Arguably, Pinhead and his band of cenobites aren't even villains. The people they punish in this picture are certainly not good people. The story begins in England with Frank (Sean Chapman) attempting to solve an Oriental puzzle box in his home. Upon solving the puzzle, which, to me, looks to be ridiculously easy, the rooms starts to shift a bit, and blue lights begin emanating through the cracks in the walls. Suddenly, chained hooks fly out of the walls and embed themselves in his flesh. After Frank is torn apart, the Cenobites, lead by Lead Cenobite or Pinhead (Doug Bradley) as he is later called, appear to inspect the situation. In a little twist on the puzzle box, Pinhead puts the pieces of Frank's face back together. Unfortunately, having solved the puzzle of Frank's face, we're not rewarded with any kind of sadomasochistic torture.
It is perhaps a few months later, when Frank's brother Larry (Andrew Robinson) and his 2nd wife Julia (Claire Higgins) move into that same house, now abandoned. They just assume Frank is off on one of his adventures. It's pretty clear that Julia is not a terrific person either during these scenes, especially when she looks through Frank's things and ogles over his pictures (several including her). Oh, and we also flashback to a scene where they are doing it, in case you need it spelled out for you. By "doing it" I mean fucking.

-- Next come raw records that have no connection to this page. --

//! Small helpers around the quick-xml event writer

use anyhow::Result;
use quick_xml::events::{BytesEnd, BytesStart, BytesText, Event};
use quick_xml::Writer;
use std::io::Write;

/// Write `<name>text</name>`.
pub fn text_element<W: Write>(writer: &mut Writer<W>, name: &str, text: &str) -> Result<()> {
    writer.write_event(Event::Start(BytesStart::new(name)))?;
    writer.write_event(Event::Text(BytesText::new(text)))?;
    writer.write_event(Event::End(BytesEnd::new(name)))?;
    Ok(())
}

pub fn start<W: Write>(writer: &mut Writer<W>, name: &str) -> Result<()> {
    writer.write_event(Event::Start(BytesStart::new(name)))?;
    Ok(())
}

pub fn start_with_attributes<W: Write>(
    writer: &mut Writer<W>,
    name: &str,
    attributes: &[(&str, &str)],
) -> Result<()> {
    let mut element = BytesStart::new(name);
    for attribute in attributes {
        element.push_attribute(*attribute);
    }
    writer.write_event(Event::Start(element))?;
    Ok(())
}

pub fn empty_with_attributes<W: Write>(
    writer: &mut Writer<W>,
    name: &str,
    attributes: &[(&str, &str)],
) -> Result<()> {
    let mut element = BytesStart::new(name);
    for attribute in attributes {
        element.push_attribute(*attribute);
    }
    writer.write_event(Event::Empty(element))?;
    Ok(())
}

pub fn end<W: Write>(writer: &mut Writer<W>, name: &str) -> Result<()> {
    writer.write_event(Event::End(BytesEnd::new(name)))?;
    Ok(())
}

/// Turn arbitrary tool output labels into usable element names.
pub fn element_name(label: &str) -> String {
    let mut name: String = label
        .trim()
        .chars()
        .map(|c| if c.is_ascii_alphanumeric() || c == '_' || c == '-' || c == '.' { c } else { '_' })
        .collect();
    if name.is_empty() || !name.starts_with(|c: char| c.is_ascii_alphabetic() || c == '_') {
        name.insert(0, '_');
    }
    name
}

/// Render a number without a trailing `.0` when it is integral.
pub fn format_number(value: f64) -> String {
    if value.is_finite() && value.fract() == 0.0 && value.abs() < 1e15 {
        format!("{:.0}", value)
    } else {
        format!("{}", value)
    }
}

#[cfg(test)]
mod tests {
    use super::*;

    #[test]
    fn test_element_name_sanitizing() {
        assert_eq!(element_name("Page size"), "Page_size");
        assert_eq!(element_name("x-ppi"), "x-ppi");
        assert_eq!(element_name("1st"), "_1st");
        assert_eq!(element_name(""), "_");
    }

    #[test]
    fn test_format_number() {
        assert_eq!(format_number(300.0), "300");
        assert_eq!(format_number(762.0 * 0.5), "381");
        assert_eq!(format_number(12.34), "12.34");
        assert_eq!(format_number(-9999.0), "-9999");
    }

    #[test]
    fn test_text_is_escaped() {
        let mut writer = Writer::new(Vec::new());
        text_element(&mut writer, "t", "a < b & c").unwrap();
        let xml = String::from_utf8(writer.into_inner()).unwrap();
        assert_eq!(xml, "<t>a &lt; b &amp; c</t>");
    }
}
impl CompiledSchema {
    fn compile(source: &str) -> Result<Self, ValidationEngineError> {
        let package = parser::parse(source).map_err(|e| compile_error(format!("{:?}", e)))?;
        let document = package.as_document();

        let root = document
            .root()
            .children()
            .into_iter()
            .find_map(|child| match child {
                ChildOfRoot::Element(element) => Some(element),
                _ => None,
            })
            .ok_or_else(|| compile_error("empty schema document"))?;
        if !is_schematron(root) || root.name().local_part() != "schema" {
            return Err(compile_error(format!(
                "root element <{}> is not a Schematron schema",
                root.name().local_part()
            )));
        }

        let top_level = schematron_children(root);

        let mut abstract_rules = HashMap::new();
        for pattern in top_level.iter().filter(|e| e.name().local_part() == "pattern") {
            for rule in schematron_children(*pattern) {
                if rule.name().local_part() == "rule" && is_abstract(rule) {
                    abstract_rules.insert(required(rule, "id")?.to_string(), rule);
                }
            }
        }

        let factory = Factory::new();
        let mut schema = CompiledSchema {
            title: None,
            namespaces: Vec::new(),
            lets: Vec::new(),
            patterns: Vec::new(),
        };

        for element in top_level {
            match element.name().local_part() {
                "title" => schema.title = Some(normalized_text(element)),
                "ns" => schema.namespaces.push((
                    required(element, "prefix")?.to_string(),
                    required(element, "uri")?.to_string(),
                )),
                "let" => schema.lets.push(compile_let(&factory, element)?),
                "pattern" if is_abstract(element) => {}
                "pattern" if element.attribute_value("is-a").is_some() => {
                    return Err(compile_error("abstract pattern instances are not supported"));
                }
                "pattern" => schema.patterns.push(compile_pattern(&factory, element, &abstract_rules)?),
                "include" => return Err(compile_error("<include> is not supported")),
                _ => {}
            }
        }

        Ok(schema)
    }

    fn run<'d>(&self, root: Node<'d>) -> Result<SvrlReport, ValidationEngineError> {
        let mut report = SvrlReport {
            title: self.title.clone(),
            entries: Vec::new(),
        };

        let mut global = Vec::new();
        self.bind(&self.lets, root, &mut global)?;

        for pattern in &self.patterns {
            report.entries.push(SvrlEntry::ActivePattern {
                id: pattern.id.clone(),
                name: pattern.name.clone(),
            });

            let mut pattern_variables = global.clone();
            self.bind(&pattern.lets, root, &mut pattern_variables)?;

            let pattern_context = self.context(&pattern_variables);
            let mut selections: Vec<Vec<Node<'d>>> = Vec::with_capacity(pattern.rules.len());
            let mut candidates = Nodeset::new();
            for rule in &pattern.rules {
                let nodes = match rule
                    .context
                    .evaluate(&pattern_context, root)
                    .map_err(|e| evaluation_error(&rule.context_source, e))?
                {
                    Value::Nodeset(nodes) => nodes.document_order(),
                    _ => {
                        return Err(ValidationEngineError::Evaluation(format!(
                            "rule context '{}' does not select nodes",
                            rule.context_source
                        )))
                    }
                };
                for node in &nodes {
                    candidates.add(*node);
                }
                selections.push(nodes);
            }

            for node in candidates.document_order() {
                let rule = match pattern
                    .rules
                    .iter()
                    .zip(&selections)
                    .find(|(_, selected)| selected.contains(&node))
                {
                    Some((rule, _)) => rule,
                    None => continue,
                };
                report.entries.push(SvrlEntry::FiredRule {
                    context: rule.context_source.clone(),
                });

                let mut rule_variables = pattern_variables.clone();
                self.bind(&rule.lets, node, &mut rule_variables)?;
                let context = self.context(&rule_variables);

                for check in &rule.checks {
                    let result = check
                        .test
                        .evaluate(&context, node)
                        .map_err(|e| evaluation_error(&check.test_source, e))?
                        .boolean();
                    let fires = match check.kind {
                        CheckKind::Assert => !result,
                        CheckKind::Report => result,
                    };
                    if !fires {
                        continue;
                    }

                    let finding = Finding {
                        test: check.test_source.clone(),
                        location: location(node),
                        id: check.id.clone(),
                        role: check.role.clone(),
                        text: self.message(&check.message, &context, node)?,
                    };
                    report.entries.push(match check.kind {
                        CheckKind::Assert => SvrlEntry::FailedAssert(finding),
                        CheckKind::Report => SvrlEntry::SuccessfulReport(finding),
                    });
                }
            }
        }

        Ok(report)
    }

    fn context<'d>(&self, variables: &[(String, Value<'d>)]) -> Context<'d> {
        let mut context = Context::new();
        for (prefix, uri) in &self.namespaces {
            context.set_namespace(prefix, uri);
        }
        for (name, value) in variables {
            context.set_variable(name.as_str(), value.clone());
        }
        context
    }

    /// Evaluate `lets` in order, each one seeing the ones before it.
    fn bind<'d>(
        &self,
        lets: &[CompiledLet],
        node: Node<'d>,
        variables: &mut Vec<(String, Value<'d>)>,
    ) -> Result<(), ValidationEngineError> {
        for binding in lets {
            let value = binding
                .value
                .evaluate(&self.context(variables), node)
                .map_err(|e| evaluation_error(&binding.source, e))?;
            variables.push((binding.name.clone(), value));
        }
        Ok(())
    }

    fn message<'d>(
        &self,
        parts: &[MessagePart],
        context: &Context<'d>,
        node: Node<'d>,
    ) -> Result<String, ValidationEngineError> {
        let mut text = String::new();
        for part in parts {
            match part {
                MessagePart::Text(t) => text.push_str(t),
                MessagePart::ValueOf(source, select) => {
                    let value = select.evaluate(context, node).map_err(|e| evaluation_error(source, e))?;
                    text.push_str(&value.string());
                }
                MessagePart::Name(None) => text.push_str(&node_name(node)),
                MessagePart::Name(Some((source, path))) => {
                    if let Value::Nodeset(nodes) = path.evaluate(context, node).map_err(|e| evaluation_error(source, e))? {
                        if let Some(first) = nodes.document_order().first() {
                            text.push_str(&node_name(*first));
                        }
                    }
                }
            }
        }
        Ok(text.split_whitespace().collect::<Vec<_>>().join(" "))
    }
}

So, Larry and Julia are moving in as I mentioned before. "Moving in" usually entails lifting things, often furniture. Larry hires the two laziest movers in England and ends up doing much of the work himself, which unfortunately includes moving an unbendable box spring upstairs, while trying to avoid that rusty nail jutting out of the wall. The scene is pretty predictable because we see that nail for about a minute before his hand scrapes across it. We do learn that Larry is basically a pussy here because he screams and runs to Julia (hiding out in the attic) for help, all the while complaining that he's about to pass out. The blood from his hand drips on the attic floor and somehow that's how Frank begins his journey back into reality. It doesn't make too much sense, but I don't really follow the rules of the Cenobites. Frank, begins as a slightly pulsating heart beneath the floorboards. The blood from Larry's wound is enough to turn Frank into a skeleton with about half a torso and a, barely, flesh covered skull. It's enough for him to begin talking again, however, and he begs Julia to bring some men back to the apartment, so he can suck their blood and fat through a straw and, thereby, regenerate himself. These scenes, as a child, had me turning off the TV and gagging, but since then, I've become so desensitized to gore that I just sort of shrugged and said "Is that all?"

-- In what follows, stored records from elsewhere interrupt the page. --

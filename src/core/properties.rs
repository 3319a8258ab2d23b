//! Property document: the schema-checkable description of one PDF

use anyhow::Result;
use quick_xml::Writer;
use std::collections::BTreeMap;
use std::io::Write;

use crate::core::quant_tables::QualityEstimate;
use crate::reporting::xml::{self, format_number, text_element};

/// Value of the bits-per-component field when it cannot be computed.
pub const BPC_UNKNOWN: i32 = -9999;

/// Value of the compression ratio when the stream is empty.
pub const RATIO_UNKNOWN: f64 = -9999.0;

/// Placeholder written instead of opaque codec metadata.
pub const BYTES_PLACEHOLDER: &str = "bytes";

/// Bits per pixel for each decoded mode.
const MODE_BITS_PER_PIXEL: &[(&str, i32)] = &[
    ("1", 1),
    ("L", 8),
    ("P", 8),
    ("RGB", 24),
    ("RGBA", 32),
    ("CMYK", 32),
    ("YCbCr", 24),
    ("LAB", 24),
    ("HSV", 24),
    ("I", 32),
    ("F", 32),
];

/// Bits per component for a decoded mode and component count.
///
/// Returns [`BPC_UNKNOWN`] for zero components or a mode outside the table.
pub fn bits_per_component(mode: &str, components: u32) -> i32 {
    let bits_per_pixel = MODE_BITS_PER_PIXEL
        .iter()
        .find(|(m, _)| *m == mode)
        .map(|(_, bits)| *bits);

    match bits_per_pixel {
        Some(bits) if components != 0 => bits / components as i32,
        _ => BPC_UNKNOWN,
    }
}

/// Ratio between the uncompressed size and the stored stream size.
pub fn compression_ratio(stream_bytes: usize, bpc: i32, components: u32, width: u32, height: u32) -> f64 {
    if stream_bytes == 0 {
        return RATIO_UNKNOWN;
    }
    let bytes_per_pixel = f64::from(bpc) * f64::from(components) / 8.0;
    let uncompressed = bytes_per_pixel * f64::from(width) * f64::from(height);
    let ratio = uncompressed / stream_bytes as f64;
    (ratio * 100.0).round() / 100.0
}

/// `/PageMode` entry of the document catalog.
#[derive(Debug, Clone, PartialEq, Eq)]
pub enum PageMode {
    Explicit(String),
    Undefined,
}

impl PageMode {
    pub fn as_str(&self) -> &str {
        match self {
            PageMode::Explicit(mode) => mode,
            PageMode::Undefined => "undefined",
        }
    }
}

/// Attributes declared by the PDF image dictionary.
#[derive(Debug, Clone, PartialEq, Eq)]
pub struct PdfImageAttributes {
    pub xref: u32,
    pub width: i64,
    pub height: i64,
    pub bpc: i64,
    pub colorspace: String,
    pub altcolorspace: String,
    pub filter: String,
}

/// One item of raw codec metadata.
#[derive(Debug, Clone, PartialEq)]
pub enum MetaValue {
    Int(i64),
    Float(f64),
    Text(String),
    Bytes(Vec<u8>),
    Pair(f64, f64),
}

/// Codec metadata after filtering.
///
/// Opaque values become [`BYTES_PLACEHOLDER`]; the `dpi` and `jfif_density`
/// pairs are split into typed fields; any other pair is dropped.
#[derive(Debug, Clone, Default, PartialEq)]
pub struct CodecMetadata {
    pub ppi: Option<(f64, f64)>,
    pub jfif_density: Option<(f64, f64)>,
    pub extra: Vec<(String, String)>,
}

impl CodecMetadata {
    pub fn from_raw(items: Vec<(String, MetaValue)>) -> Self {
        let mut filtered = CodecMetadata::default();
        for (key, value) in items {
            match value {
                MetaValue::Bytes(_) => filtered.extra.push((key, BYTES_PLACEHOLDER.to_string())),
                MetaValue::Pair(x, y) if key == "dpi" => filtered.ppi = Some((x, y)),
                MetaValue::Pair(x, y) if key == "jfif_density" => filtered.jfif_density = Some((x, y)),
                MetaValue::Pair(..) => {}
                MetaValue::Int(v) => filtered.extra.push((key, v.to_string())),
                MetaValue::Float(v) => filtered.extra.push((key, format_number(v))),
                MetaValue::Text(v) => filtered.extra.push((key, v)),
            }
        }
        filtered
    }
}

/// Attributes obtained by decoding the image stream.
#[derive(Debug, Clone, PartialEq)]
pub struct StreamAttributes {
    pub format: String,
    pub width: u32,
    pub height: u32,
    pub mode: String,
    pub components: u32,
    pub bpc: i32,
    pub compression_ratio: f64,
    pub metadata: CodecMetadata,
    pub icc_profile_name: Option<String>,
    pub icc_profile_description: Option<String>,
    pub jpeg_quality: Option<QualityEstimate>,
}

/// One embedded raster image.
#[derive(Debug, Clone, PartialEq)]
pub struct ImageRecord {
    pub pdf: PdfImageAttributes,
    pub stream: Option<StreamAttributes>,
    pub decode_error: Option<String>,
}

#[derive(Debug, Clone, Default, PartialEq)]
pub struct PageRecord {
    pub images: Vec<ImageRecord>,
}

/// Normalized description of one PDF file.
#[derive(Debug, Clone, PartialEq)]
pub struct PropertyDocument {
    pub file_path: String,
    pub file_size: u64,
    pub metadata: BTreeMap<String, String>,
    pub page_mode: PageMode,
    pub signature_flags: Option<i64>,
    pub page_count: usize,
    pub pages: Vec<PageRecord>,
    pub pdfinfo: Option<Vec<(String, String)>>,
    pub pdfimages: Option<Vec<Vec<(String, String)>>>,
}

impl PropertyDocument {
    /// All images of the document in page order.
    pub fn images(&self) -> impl Iterator<Item = &ImageRecord> {
        self.pages.iter().flat_map(|page| page.images.iter())
    }

    /// Serialize as a standalone `<properties>` document for the schema engine.
    pub fn to_xml(&self) -> Result<String> {
        let mut writer = Writer::new(Vec::new());
        self.write_xml(&mut writer)?;
        Ok(String::from_utf8(writer.into_inner())?)
    }

    /// Write the `<properties>` element.
    pub fn write_xml<W: Write>(&self, writer: &mut Writer<W>) -> Result<()> {
        xml::start(writer, "properties")?;
        text_element(writer, "filePath", &self.file_path)?;
        text_element(writer, "fileSize", &self.file_size.to_string())?;

        xml::start(writer, "meta")?;
        for (key, value) in &self.metadata {
            text_element(writer, key, value)?;
        }
        xml::end(writer, "meta")?;

        text_element(writer, "PageMode", self.page_mode.as_str())?;
        if let Some(flags) = self.signature_flags {
            text_element(writer, "signatureFlags", &flags.to_string())?;
        }
        text_element(writer, "noPages", &self.page_count.to_string())?;

        xml::start(writer, "pages")?;
        for page in &self.pages {
            xml::start(writer, "page")?;
            for image in &page.images {
                write_image(writer, image)?;
            }
            xml::end(writer, "page")?;
        }
        xml::end(writer, "pages")?;

        if let Some(info) = &self.pdfinfo {
            xml::start(writer, "pdfinfo")?;
            for (key, value) in info {
                text_element(writer, &xml::element_name(key), value)?;
            }
            xml::end(writer, "pdfinfo")?;
        }

        if let Some(rows) = &self.pdfimages {
            xml::start(writer, "pdfimages")?;
            for row in rows {
                xml::start(writer, "image")?;
                for (key, value) in row {
                    text_element(writer, &xml::element_name(key), value)?;
                }
                xml::end(writer, "image")?;
            }
            xml::end(writer, "pdfimages")?;
        }

        xml::end(writer, "properties")?;
        Ok(())
    }
}

fn write_image<W: Write>(writer: &mut Writer<W>, image: &ImageRecord) -> Result<()> {
    xml::start(writer, "image")?;

    let pdf = &image.pdf;
    xml::start(writer, "pdf")?;
    text_element(writer, "xref", &pdf.xref.to_string())?;
    text_element(writer, "width", &pdf.width.to_string())?;
    text_element(writer, "height", &pdf.height.to_string())?;
    text_element(writer, "bpc", &pdf.bpc.to_string())?;
    text_element(writer, "colorspace", &pdf.colorspace)?;
    text_element(writer, "altcolorspace", &pdf.altcolorspace)?;
    text_element(writer, "filter", &pdf.filter)?;
    xml::end(writer, "pdf")?;

    if let Some(stream) = &image.stream {
        xml::start(writer, "stream")?;
        text_element(writer, "format", &stream.format)?;
        text_element(writer, "width", &stream.width.to_string())?;
        text_element(writer, "height", &stream.height.to_string())?;
        text_element(writer, "mode", &stream.mode)?;
        text_element(writer, "components", &stream.components.to_string())?;
        text_element(writer, "bpc", &stream.bpc.to_string())?;
        text_element(writer, "compressionRatio", &format_number(stream.compression_ratio))?;

        if let Some((x, y)) = stream.metadata.ppi {
            text_element(writer, "ppi_x", &format_number(x))?;
            text_element(writer, "ppi_y", &format_number(y))?;
        }
        if let Some((x, y)) = stream.metadata.jfif_density {
            text_element(writer, "jfif_density_x", &format_number(x))?;
            text_element(writer, "jfif_density_y", &format_number(y))?;
        }
        for (key, value) in &stream.metadata.extra {
            text_element(writer, &xml::element_name(key), value)?;
        }
        if let Some(name) = &stream.icc_profile_name {
            text_element(writer, "icc_profile_name", name)?;
        }
        if let Some(description) = &stream.icc_profile_description {
            text_element(writer, "icc_profile_description", description)?;
        }
        if let Some(estimate) = &stream.jpeg_quality {
            text_element(writer, "JPEGQuality", &estimate.quality.to_string())?;
            text_element(writer, "NSE_JPEGQuality", &format!("{:.6}", estimate.normalized_squared_error))?;
        }
        xml::end(writer, "stream")?;
    }

    if let Some(error) = &image.decode_error {
        text_element(writer, "streamError", error)?;
    }

    xml::end(writer, "image")?;
    Ok(())
}

#[cfg(test)]
mod tests {
    use super::*;

    #[test]
    fn test_bits_per_component_table() {
        assert_eq!(bits_per_component("1", 1), 1);
        assert_eq!(bits_per_component("L", 1), 8);
        assert_eq!(bits_per_component("P", 1), 8);
        assert_eq!(bits_per_component("RGB", 3), 8);
        assert_eq!(bits_per_component("YCbCr", 3), 8);
        assert_eq!(bits_per_component("RGBA", 4), 8);
        assert_eq!(bits_per_component("CMYK", 4), 8);
        assert_eq!(bits_per_component("I", 1), 32);
        assert_eq!(bits_per_component("F", 1), 32);
    }

    #[test]
    fn test_bits_per_component_truncates() {
        assert_eq!(bits_per_component("RGB", 5), 4);
    }

    #[test]
    fn test_bits_per_component_sentinel() {
        assert_eq!(bits_per_component("CMYK-ext", 4), BPC_UNKNOWN);
        assert_eq!(bits_per_component("RGB", 0), BPC_UNKNOWN);
        assert_eq!(bits_per_component("LA", 2), BPC_UNKNOWN);
    }

    #[test]
    fn test_compression_ratio() {
        assert_eq!(compression_ratio(3000, 8, 3, 100, 100), 10.0);
        assert_eq!(compression_ratio(7, 8, 1, 10, 1), 1.43);
        assert_eq!(compression_ratio(0, 8, 3, 100, 100), RATIO_UNKNOWN);
    }

    #[test]
    fn test_codec_metadata_filter() {
        let filtered = CodecMetadata::from_raw(vec![
            ("jfif".to_string(), MetaValue::Int(258)),
            ("jfif_version".to_string(), MetaValue::Pair(1.0, 2.0)),
            ("dpi".to_string(), MetaValue::Pair(300.0, 300.0)),
            ("jfif_density".to_string(), MetaValue::Pair(300.0, 300.0)),
            ("icc_profile".to_string(), MetaValue::Bytes(vec![0, 1, 2])),
            ("comment".to_string(), MetaValue::Text("scan".to_string())),
            ("gamma".to_string(), MetaValue::Float(0.45)),
        ]);

        assert_eq!(filtered.ppi, Some((300.0, 300.0)));
        assert_eq!(filtered.jfif_density, Some((300.0, 300.0)));
        assert_eq!(
            filtered.extra,
            vec![
                ("jfif".to_string(), "258".to_string()),
                ("icc_profile".to_string(), "bytes".to_string()),
                ("comment".to_string(), "scan".to_string()),
                ("gamma".to_string(), "0.45".to_string()),
            ]
        );
    }

    fn sample_document() -> PropertyDocument {
        let mut metadata = BTreeMap::new();
        metadata.insert("title".to_string(), "Kaart & legenda".to_string());
        PropertyDocument {
            file_path: "/batch/300ppi-50/a.pdf".to_string(),
            file_size: 1234,
            metadata,
            page_mode: PageMode::Undefined,
            signature_flags: Some(0),
            page_count: 1,
            pages: vec![PageRecord {
                images: vec![ImageRecord {
                    pdf: PdfImageAttributes {
                        xref: 5,
                        width: 10,
                        height: 20,
                        bpc: 8,
                        colorspace: "DeviceRGB".to_string(),
                        altcolorspace: String::new(),
                        filter: "DCTDecode".to_string(),
                    },
                    stream: None,
                    decode_error: Some("unsupported".to_string()),
                }],
            }],
            pdfinfo: None,
            pdfimages: None,
        }
    }

    #[test]
    fn test_xml_layout() {
        let xml = sample_document().to_xml().unwrap();
        assert!(xml.starts_with("<properties><filePath>/batch/300ppi-50/a.pdf</filePath>"));
        assert!(xml.contains("<meta><title>Kaart &amp; legenda</title></meta>"));
        assert!(xml.contains("<PageMode>undefined</PageMode>"));
        assert!(xml.contains("<noPages>1</noPages>"));
        assert!(xml.contains("<pdf><xref>5</xref><width>10</width>"));
        assert!(xml.contains("<streamError>unsupported</streamError>"));
        assert!(!xml.contains("<stream>"));
        assert!(xml.ends_with("</properties>"));
    }
}
//! Output of batch results

pub mod report_writer;
pub mod xml;

pub use report_writer::{OutputPaths, ReportWriter, SummaryRow};
fn filter_chain(doc: &Document, dict: &Dictionary) -> String {
    match dict.get(b"Filter").map(|obj| resolve(doc, obj)) {
        Ok(Object::Name(name)) => String::from_utf8_lossy(name).into_owned(),
        Ok(Object::Array(items)) => items
            .iter()
            .filter_map(|obj| name_of(doc, obj))
            .collect::<Vec<_>>()
            .join(" "),
        _ => String::new(),
    }
}

fn describe_image(doc: &Document, image_id: ObjectId, stream: &Stream) -> ImageRecord {
    let dict = &stream.dict;
    let (colorspace, altcolorspace) = color_spaces(doc, dict);

    let pdf = PdfImageAttributes {
        xref: image_id.0,
        width: integer_entry(doc, dict, b"Width"),
        height: integer_entry(doc, dict, b"Height"),
        bpc: integer_entry(doc, dict, b"BitsPerComponent"),
        colorspace,
        altcolorspace,
        filter: filter_chain(doc, dict),
    };

    let decoded = panic::catch_unwind(AssertUnwindSafe(|| match pdf.filter.as_str() {
        "" | "FlateDecode" => decode_raster(doc, stream, &pdf),
        _ => decode_stream(&stream.content),
    }))
    .unwrap_or_else(|_| Err("image decoder panicked".to_string()));

    match decoded {
        Ok(attributes) => ImageRecord {
            pdf,
            stream: Some(attributes),
            decode_error: None,
        },
        Err(error) => {
            debug!(xref = image_id.0, "image stream not decoded: {}", error);
            ImageRecord {
                pdf,
                stream: None,
                decode_error: Some(error),
            }
        }
    }
}

fn format_name(format: ImageFormat) -> String {
    match format {
        ImageFormat::Jpeg => "JPEG".to_string(),
        ImageFormat::Png => "PNG".to_string(),
        ImageFormat::Tiff => "TIFF".to_string(),
        ImageFormat::Gif => "GIF".to_string(),
        ImageFormat::Bmp => "BMP".to_string(),
        other => format!("{:?}", other).to_uppercase(),
    }
}

/// Mode name for a decoder colour type.
pub fn mode_for_color_type(color_type: ColorType) -> &'static str {
    match color_type {
        ColorType::L8 => "L",
        ColorType::La8 => "LA",
        ColorType::Rgb8 => "RGB",
        ColorType::Rgba8 => "RGBA",
        ColorType::L16 => "I;16",
        ColorType::La16 => "LA;16",
        ColorType::Rgb16 => "RGB;16",
        ColorType::Rgba16 => "RGBA;16",
        ColorType::Rgb32F => "RGB;F",
        ColorType::Rgba32F => "RGBA;F",
        _ => "unknown",
    }
}

/// Mode name for a JPEG frame with the given number of components.
pub fn mode_for_jpeg_components(components: u8) -> &'static str {
    match components {
        1 => "L",
        3 => "RGB",
        4 => "CMYK",
        _ => "unknown",
    }
}

fn jpeg_metadata(markers: &JpegMarkers) -> Vec<(String, MetaValue)> {
    let mut items = Vec::new();
    if let Some(jfif) = markers.jfif {
        let version = (i64::from(jfif.version_major) << 8) | i64::from(jfif.version_minor);
        items.push(("jfif".to_string(), MetaValue::Int(version)));
        items.push((
            "jfif_version".to_string(),
            MetaValue::Pair(f64::from(jfif.version_major), f64::from(jfif.version_minor)),
        ));
        items.push(("jfif_unit".to_string(), MetaValue::Int(i64::from(jfif.unit))));
        items.push((
            "jfif_density".to_string(),
            MetaValue::Pair(f64::from(jfif.density_x), f64::from(jfif.density_y)),
        ));
    }
    if let Some((x, y)) = markers.dpi() {
        items.push(("dpi".to_string(), MetaValue::Pair(x, y)));
    }
    if let Some(transform) = markers.adobe_transform {
        items.push(("adobe_transform".to_string(), MetaValue::Int(i64::from(transform))));
    }
    if markers.frame.map(|f| f.is_progressive()).unwrap_or(false) {
        items.push(("progressive".to_string(), MetaValue::Int(1)));
        items.push(("progression".to_string(), MetaValue::Int(1)));
    }
    if let Some(exif) = &markers.exif {
        items.push(("exif".to_string(), MetaValue::Bytes(exif.clone())));
    }
    if let Some(icc) = markers.icc_profile() {
        items.push(("icc_profile".to_string(), MetaValue::Bytes(icc)));
    }
    items
}

/// Component count of a PDF colour space family.
fn colorspace_components(family: &str, alternate: &str) -> Option<u32> {
    match family {
        "DeviceGray" | "CalGray" | "Indexed" | "Separation" => Some(1),
        "DeviceRGB" | "CalRGB" | "Lab" => Some(3),
        "DeviceCMYK" => Some(4),
        "ICCBased" => colorspace_components(alternate, ""),
        _ => None,
    }
}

Anyway, without giving too much away, the rest of the plot involves the lovely Kirsty (played by Ashley Lawrence), Larry's daughter who is suspicious of her stepmother. Clearly, with good reason. At one point, she comes into possession of the puzzle box, solves it, and makes a deal with Pinhead and friends to save her soul. A quick comment about the puzzle box. Why is this thing so easy to solve? As far as I could tell, all you do is press a button on the side, the thing opens up and then the cenobites appear. There's no challenge to it. I'm guessing the cenobites had an earlier box, but no one could solve it so they all sat around twiddling their thumbs and watching their "stories" on the television. Finally, the chatterer (Nicholas Vince) or butterball (Simon Bamford) or even more likely, the female (Grace Kirby) said "enough is enough, i'm fucking bored" and convinced Pinhead to tone down the difficulty level on the thing. It sorta lessens the meaning though when Pinhead says "The box. You opened it. We came." It would be really easy to accidentaly drop the thing or bump into it as you're moving a dresser across the room. I think they should give you a mulligan the first time you open it. If, after accidentaly opening it once, you are stupid enough to not get rid of the thing or put it in a safety deposit box somewhere, then you deserve to have the hooks tear into your flesh as Pinhead taunts you with lines like "No tears please, it's a waste of good suffering." Still, the bottom line? These cenobites are badass, but if you want to experience them fully, you'll have to watch the sequels. They're barely in this one.
Hellraiser's real villain is not Pinhead or any of the Cenobites, but instead, it's Frank, the man who would do anything to escape them. As a HUMAN, Frank wasn't really a good guy because he fucked his brother's wife, amongst other things. He's clearly a master manipulator. He somehow managed to escape the Cenobites, so he must be resourceful. As a puss dripping ATTIC MONSTER, Frank is just, well, he's just really fucking disgusting. Even when he finally get's his skin on, it never seems to fit right. He's constantly adjusting the skin under his eye. The line around his hair seems to be coming undone. The worst scene is when he smokes a cigarette BEFORE getting his new skin. I'm just glad he didn't try this before his lungs had fully redeveloped. But yeah, he's a terrible brother, a terrible uncle, an even worse lover, and, as it turns out, a revolting monster.
This is Clive Barker's directorial debut (based on his original story The Hellbound Heart) and he does a pretty good job with it. The photography is a little too stagnant at times, but the effects still hold up today. Not just the gore, but what little we see of the Cenobite realm, the beast within the mysterious hallway, the flying dragon like thing at the end (you know. the thing that morphed from the homeless guy?). The performances were excellent, in particular Claire Higgins as Julia and the guy that played "regenerating Frank" (Oliver Smith) or, as I intend to call him in the future, "Frank-Thing". The actor portraying "human Frank" was terrible. Ashley Lawrence is suitably inquisitive and cute, the perfect heroine. Barker would go on to some even more ambitious films (Nightbreed and Lord of Illusions), but would never achieve the success he finds here. I recommend the immediate sequel to this called Hellbound: Hellraiser 2, especially if nonsensical plotting and sex with skinless women is your kind of thing. Ashley Lawrence and Claire Higgins return for that one, as does Doug Bradley, billed as Pinhead for the first time.
If Pinhead were here with me right now, he'd probably want to add something like "watch this movie or I'll tear your soul apart." If Frank were here with me right now, I'd be dead and he'd probably be fucking my girlfriend. Now THAT's evil.